--- Data section Enclosed Below ---
//! Safe archive extraction.

use std::fs;
use std::io;
use std::path::{Component, Path, PathBuf};

use tracing::{debug, warn};

use crate::error::{Error, Result};

/// Counters from one extraction pass.
#[derive(Debug, Default, Clone, Copy, PartialEq, Eq)]
pub struct ExtractSummary {
    pub files: usize,
    pub dirs: usize,
    pub skipped: usize,
}

/// Extract `tar_path` into `extract_root`.
///
/// Entries that would land outside the root, or whose names clean to
/// nothing, are skipped with a warning; everything else is written with
/// the entry's mode (modulo umask). Entry types other than regular files
/// and directories are skipped. The root is created if absent.
pub fn extract_archive(tar_path: &Path, extract_root: &Path) -> Result<ExtractSummary> {
    fs::create_dir_all(extract_root).map_err(|e| Error::Archive {
        message: format!("failed to create extract root: {}", e),
    })?;

    let file = fs::File::open(tar_path).map_err(|e| Error::Archive {
        message: format!("failed to open archive: {}", e),
    })?;
    let mut archive = tar::Archive::new(file);
    let mut summary = ExtractSummary::default();

    for entry in archive.entries().map_err(|e| Error::Archive {
        message: format!("failed to read archive: {}", e),
    })? {
        let mut entry = entry.map_err(|e| Error::Archive {
            message: format!("failed to read entry header: {}", e),
        })?;

        let raw_name = String::from_utf8_lossy(&entry.path_bytes()).into_owned();
        let Some(rel) = sanitize_entry_name(&raw_name) else {
            warn!(name = %raw_name, "Skipping entry with unsafe name");
            summary.skipped += 1;
            continue;
        };
        let target = extract_root.join(&rel);
        let mode = entry.header().mode().unwrap_or(0o644) & 0o7777;

        match entry.header().entry_type() {
            tar::EntryType::Directory => {
                fs::create_dir_all(&target).map_err(|e| Error::Archive {
                    message: format!("failed to create directory {}: {}", target.display(), e),
                })?;
                set_mode(&target, mode | 0o700);
                summary.dirs += 1;
                debug!(path = %target.display(), "Extracted directory");
            }
            tar::EntryType::Regular => {
                if target.is_dir() {
                    warn!(path = %target.display(), "Skipping file entry shadowed by a directory");
                    summary.skipped += 1;
                    continue;
                }
                if let Some(parent) = target.parent() {
                    fs::create_dir_all(parent).map_err(|e| Error::Archive {
                        message: format!("failed to create parent directory: {}", e),
                    })?;
                }
                let mut out = fs::OpenOptions::new()
                    .create(true)
                    .truncate(true)
                    .write(true)
                    .open(&target)
                    .map_err(|e| Error::Archive {
                        message: format!("failed to create file {}: {}", target.display(), e),
                    })?;
                io::copy(&mut entry, &mut out).map_err(|e| Error::Archive {
                    message: format!("failed to write file {}: {}", target.display(), e),
                })?;
                drop(out);
                set_mode(&target, mode);
                summary.files += 1;
                debug!(path = %target.display(), "Extracted file");
            }
            other => {
                warn!(name = %raw_name, kind = ?other, "Skipping unsupported entry type");
                summary.skipped += 1;
            }
        }
    }

    Ok(summary)
}

/// Lexically clean an archive entry name into a root-relative path.
///
/// Returns `None` when the name is empty, cleans to nothing (`"."`, `"/"`)
/// or would escape the extraction root (any net `..`). Absolute prefixes
/// are stripped rather than rejected, matching tar convention.
pub fn sanitize_entry_name(name: &str) -> Option<PathBuf> {
    let mut parts: Vec<&std::ffi::OsStr> = Vec::new();
    for component in Path::new(name).components() {
        match component {
            Component::Prefix(_) | Component::RootDir | Component::CurDir => {}
            Component::ParentDir => {
                parts.pop()?;
            }
            Component::Normal(part) => parts.push(part),
        }
    }
    if parts.is_empty() {
        return None;
    }
    Some(parts.iter().collect())
}

#[cfg(unix)]
fn set_mode(path: &Path, mode: u32) {
    use std::os::unix::fs::PermissionsExt;
    if let Err(e) = fs::set_permissions(path, fs::Permissions::from_mode(mode)) {
        warn!(path = %path.display(), error = %e, "Failed to set mode");
    }
}

#[cfg(not(unix))]
fn set_mode(_path: &Path, _mode: u32) {}

// =============================================================================
// Tests
// =============================================================================

#[cfg(test)]
mod tests {
    use super::*;

    #[test]
    fn sanitize_accepts_plain_relative_names() {
        assert_eq!(
            sanitize_entry_name("a/b/c.txt"),
            Some(PathBuf::from("a/b/c.txt"))
        );
        assert_eq!(sanitize_entry_name("top.txt"), Some(PathBuf::from("top.txt")));
    }

    #[test]
    fn sanitize_rejects_empty_dot_and_root() {
        assert_eq!(sanitize_entry_name(""), None);
        assert_eq!(sanitize_entry_name("."), None);
        assert_eq!(sanitize_entry_name("/"), None);
        assert_eq!(sanitize_entry_name("./."), None);
    }

    #[test]
    fn sanitize_rejects_escapes() {
        assert_eq!(sanitize_entry_name("../x"), None);
        assert_eq!(sanitize_entry_name("a/../../x"), None);
        assert_eq!(sanitize_entry_name("../../../etc/passwd"), None);
    }

    #[test]
    fn sanitize_resolves_internal_dotdot() {
        assert_eq!(sanitize_entry_name("a/b/../c"), Some(PathBuf::from("a/c")));
    }

    #[test]
    fn sanitize_strips_absolute_prefix() {
        assert_eq!(
            sanitize_entry_name("/etc/passwd"),
            Some(PathBuf::from("etc/passwd"))
        );
    }

    fn build_tar(entries: &[(&str, Option<&[u8]>)]) -> Vec<u8> {
        let mut builder = tar::Builder::new(Vec::new());
        for (name, contents) in entries {
            let mut header = tar::Header::new_ustar();
            // Write the raw name bytes directly: `Header::set_path`/`Builder::append_data`
            // reject `..` components, but these tests need to build fixtures containing
            // them to verify our own sanitization skips such entries.
            let name_bytes = name.as_bytes();
            header.as_mut_bytes()[0..name_bytes.len()].copy_from_slice(name_bytes);
            match contents {
                Some(data) => {
                    header.set_entry_type(tar::EntryType::Regular);
                    header.set_size(data.len() as u64);
                    header.set_mode(0o644);
                    header.set_cksum();
                    builder.append(&header, *data).unwrap();
                }
                None => {
                    header.set_entry_type(tar::EntryType::Directory);
                    header.set_size(0);
                    header.set_mode(0o755);
                    header.set_cksum();
                    builder.append(&header, std::io::empty()).unwrap();
                }
            }
        }
        builder.into_inner().unwrap()
    }

    #[test]
    fn extracts_files_and_directories() {
        let dir = tempfile::tempdir().unwrap();
        let tar_bytes = build_tar(&[
            ("sub", None),
            ("sub/inner.txt", Some(b"inner")),
            ("top.txt", Some(b"top")),
        ]);
        let tar_path = dir.path().join("in.tar");
        fs::write(&tar_path, tar_bytes).unwrap();

        let root = dir.path().join("out");
        let summary = extract_archive(&tar_path, &root).unwrap();
        assert_eq!(summary.files, 2);
        assert_eq!(summary.dirs, 1);
        assert_eq!(summary.skipped, 0);
        assert_eq!(fs::read(root.join("sub/inner.txt")).unwrap(), b"inner");
        assert_eq!(fs::read(root.join("top.txt")).unwrap(), b"top");
    }

    #[test]
    fn traversal_entries_are_skipped_but_rest_extracts() {
        let dir = tempfile::tempdir().unwrap();
        let tar_bytes = build_tar(&[
            ("../evil.sh", Some(b"#!/bin/sh")),
            ("ok.txt", Some(b"fine")),
        ]);
        let tar_path = dir.path().join("in.tar");
        fs::write(&tar_path, tar_bytes).unwrap();

        let root = dir.path().join("out");
        let summary = extract_archive(&tar_path, &root).unwrap();
        assert_eq!(summary.skipped, 1);
        assert_eq!(summary.files, 1);
        assert!(root.join("ok.txt").exists());
        assert!(!dir.path().join("evil.sh").exists());
    }

    #[test]
    fn file_entry_shadowed_by_directory_is_skipped() {
        let dir = tempfile::tempdir().unwrap();
        let root = dir.path().join("out");
        fs::create_dir_all(root.join("taken")).unwrap();

        let tar_bytes = build_tar(&[("taken", Some(b"clobber"))]);
        let tar_path = dir.path().join("in.tar");
        fs::write(&tar_path, tar_bytes).unwrap();

        let summary = extract_archive(&tar_path, &root).unwrap();
        assert_eq!(summary.skipped, 1);
        assert!(root.join("taken").is_dir());
    }

    #[test]
    fn missing_archive_is_an_error() {
        let dir = tempfile::tempdir().unwrap();
        let err = extract_archive(&dir.path().join("none.tar"), &dir.path().join("out"))
            .unwrap_err();
        assert!(matches!(err, Error::Archive { .. }));
    }
}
--- End of Enclosed Data section ---
** Exercise brief **
Pull every line containing "PathBuf" from the entries above and copy it.

** Expected output **
use std::path::{Component, Path, PathBuf};
pub fn sanitize_entry_name(name: &str) -> Option<PathBuf> {
            Some(PathBuf::from("a/b/c.txt"))
        assert_eq!(sanitize_entry_name("top.txt"), Some(PathBuf::from("top.txt")));
        assert_eq!(sanitize_entry_name("a/b/../c"), Some(PathBuf::from("a/c")));
            Some(PathBuf::from("etc/passwd"))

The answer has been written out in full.